Nadie quiere, en realidad, cumplir con la ceremonia. Pero todos piensan que los demás se van a decepcionar si no ocurre. Entonces lo hacen, total dura poco, y no perjudica directamente a nadie salvo por quitarles unos instantes de la reunión y de la vida para cantar la misma canción de siempre.
Como nadie tiene ganas de pensar en el ritual, no se ponen de acuerdo en cómo insertar el nombre en el clímax de la canción. Se genera un agujero sensible, que muestra con claridad las ganas que tienen todos de estar cantando eso. Pocos nombres entran en la métrica. Algunos usan diminutivos para alargarlo, otros estiran vocales, otros apocopan, otros cambian la acentuación. Queda una desprolijidad indigna, que nadie comenta porque queda oculta por el aplauso, también obligatorio, que sigue a la interpretación y marca el fin del ritual. En ese momento se puede cortar la torta y repartir las porciones entre todos los que están esperando el premio de haber participado en esa rutina humillante.
¿Por qué se sigue haciendo? En parte porque es parte del concepto de un cumpleaños. En parte porque todos piensan que los demás lo desean fervientemente. Y, en muchas ocasiones, porque hay niños presentes.
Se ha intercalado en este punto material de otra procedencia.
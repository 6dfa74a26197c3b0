//! Node file transfer over HTTP: multipart upload requests and chunk GETs.

use std::io::Write;
use std::sync::Arc;

use reqwest::blocking::Response;
use reqwest::blocking::multipart::{Form, Part};
use reqwest::header::{CONTENT_LENGTH, HeaderMap, HeaderValue};
use shock_protocol::constants::{
    ATTRIBUTES_FIELD, ATTRIBUTES_FILENAME, DOWNLOAD_QUERY, FORMAT_FIELD, PARTS_CLOSE,
    PARTS_FIELD, PARTS_UNKNOWN, UPLOAD_FIELD,
};
use shock_protocol::{Attributes, NodeId, NodeRecord};
use shock_transfer::{ChunkFetcher, ChunkedDownload, NodeWriter, UploadMeta};
use tracing::debug;

use crate::error::Error;
use crate::transport::{Transport, error_from_response};

/// A node's file as a `std::io::Read` + `std::io::BufRead` stream.
///
/// Chunks are requested one at a time as the stream is consumed. Errors
/// reach the caller as `std::io::Error`; use [`Error::from_io`] to get the
/// typed error back.
pub type FileReader = ChunkedDownload<NodeChunks>;

/// Fetches numbered chunks of one node's file.
pub struct NodeChunks {
    transport: Arc<Transport>,
    id: NodeId,
}

impl NodeChunks {
    pub(crate) fn new(transport: Arc<Transport>, id: NodeId) -> Self {
        Self { transport, id }
    }

    pub fn node_id(&self) -> &NodeId {
        &self.id
    }

    /// GETs one chunk and hands the successful response to `read`.
    fn get<T>(
        &self,
        part: u32,
        chunk_size: u64,
        read: impl FnOnce(Response) -> Result<T, Error>,
    ) -> Result<T, Error> {
        let url = self.transport.node_url(&format!(
            "{}/?{DOWNLOAD_QUERY}&chunk_size={chunk_size}&part={part}",
            self.id
        ))?;
        debug!(node = %self.id, part, "GET chunk");
        self.transport
            .exchange(self.transport.http().get(url), |resp| {
                if !resp.status().is_success() {
                    return Err(error_from_response(resp));
                }
                read(resp)
            })
    }
}

impl ChunkFetcher for NodeChunks {
    type Error = Error;

    fn fetch_chunk(&mut self, part: u32, chunk_size: u64) -> Result<Vec<u8>, Error> {
        self.get(part, chunk_size, |resp| Ok(resp.bytes()?.to_vec()))
    }

    fn copy_chunk(
        &mut self,
        part: u32,
        chunk_size: u64,
        sink: &mut dyn Write,
    ) -> Result<u64, Error> {
        self.get(part, chunk_size, |mut resp| Ok(resp.copy_to(sink)?))
    }
}

// ---------------------------------------------------------------------------
// Uploads
// ---------------------------------------------------------------------------

/// A binary part with a declared filename and `Content-Length`.
fn file_part(data: Vec<u8>, filename: &str) -> Part {
    let mut headers = HeaderMap::new();
    headers.insert(CONTENT_LENGTH, HeaderValue::from(data.len()));
    Part::bytes(data)
        .file_name(filename.to_string())
        .headers(headers)
}

fn attributes_part(attributes: &Attributes) -> Result<Part, Error> {
    let json = serde_json::to_vec(attributes)?;
    Ok(file_part(json, ATTRIBUTES_FILENAME).mime_str("application/json")?)
}

/// Adds the optional `format` and `attributes` fields.
fn with_meta(mut form: Form, meta: &UploadMeta<'_>) -> Result<Form, Error> {
    if let Some(format) = meta.format {
        form = form.text(FORMAT_FIELD, format.to_string());
    }
    if let Some(attributes) = meta.attributes {
        form = form.part(ATTRIBUTES_FIELD, attributes_part(attributes)?);
    }
    Ok(form)
}

impl Transport {
    /// `POST node/`, with a multipart body when there is something to send.
    pub(crate) fn post_node(&self, form: Option<Form>) -> Result<NodeRecord, Error> {
        let url = self.node_url("")?;
        let mut req = self.http().post(url);
        if let Some(form) = form {
            req = req.multipart(form);
        }
        self.request_data(req)
    }

    pub(crate) fn create_with_attributes(
        &self,
        attributes: &Attributes,
    ) -> Result<NodeRecord, Error> {
        let form = Form::new().part(ATTRIBUTES_FIELD, attributes_part(attributes)?);
        self.post_node(Some(form))
    }
}

impl NodeWriter for Transport {
    type Error = Error;

    fn create_node(
        &self,
        meta: &UploadMeta<'_>,
        file: Option<Vec<u8>>,
    ) -> Result<NodeRecord, Error> {
        if file.is_none() && meta.format.is_none() && meta.attributes.is_none() {
            return self.post_node(None);
        }
        let mut form = with_meta(Form::new(), meta)?;
        if let Some(data) = file {
            form = form.part(UPLOAD_FIELD, file_part(data, meta.filename));
        }
        self.post_node(Some(form))
    }

    fn open_node(&self, meta: &UploadMeta<'_>) -> Result<NodeRecord, Error> {
        let form = with_meta(Form::new().text(PARTS_FIELD, PARTS_UNKNOWN), meta)?;
        self.post_node(Some(form))
    }

    fn put_part(
        &self,
        id: &NodeId,
        part: u32,
        filename: &str,
        data: Vec<u8>,
    ) -> Result<(), Error> {
        let form = Form::new().part(part.to_string(), file_part(data, filename));
        let url = self.node_url(id.as_str())?;
        self.request::<serde_json::Value>(self.http().put(url).multipart(form))?;
        Ok(())
    }

    fn close_node(&self, id: &NodeId) -> Result<NodeRecord, Error> {
        let form = Form::new().text(PARTS_FIELD, PARTS_CLOSE);
        let url = self.node_url(id.as_str())?;
        self.request_data(self.http().put(url).multipart(form))
    }
}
Ocurre que mucha gente tiene el concepto de que a los niños hay que crearles ilusiones, y jamás deben ser rotas. Piensan que los niños no pueden crearse ilusiones propias y personalizadas. Entonces les venden algunas ilusiones temporales, como que en Navidad un señor gordo entrará por la chimenea y les dejará un regalo, o que un ratón les comprará los dientes a medida que se les vayan cayendo.
Con el tiempo, estos dos personajes se revelan como imaginarios, porque no es posible sostener el engaño a medida que los niños adquieren raciocinio. Pero la ilusión de las velas de cumpleaños persiste. A ellos tampoco les gusta, pero la cumplen, del mismo modo que van a la escuela y cantan el himno nacional.
Justamente por eso es preciso abandonar la oscura costumbre de apagar las velas. Los niños no necesitan ilusiones falsas. Necesitan esperanza. Y no hay mejor manera de darles esperanza que comunicarles que esa ceremonia no siempre será necesaria, y que cuando sean adultos tendrán la posibilidad de elegir si quieren hacerla o no.
Nunca es temprano para liberar a las nuevas generaciones.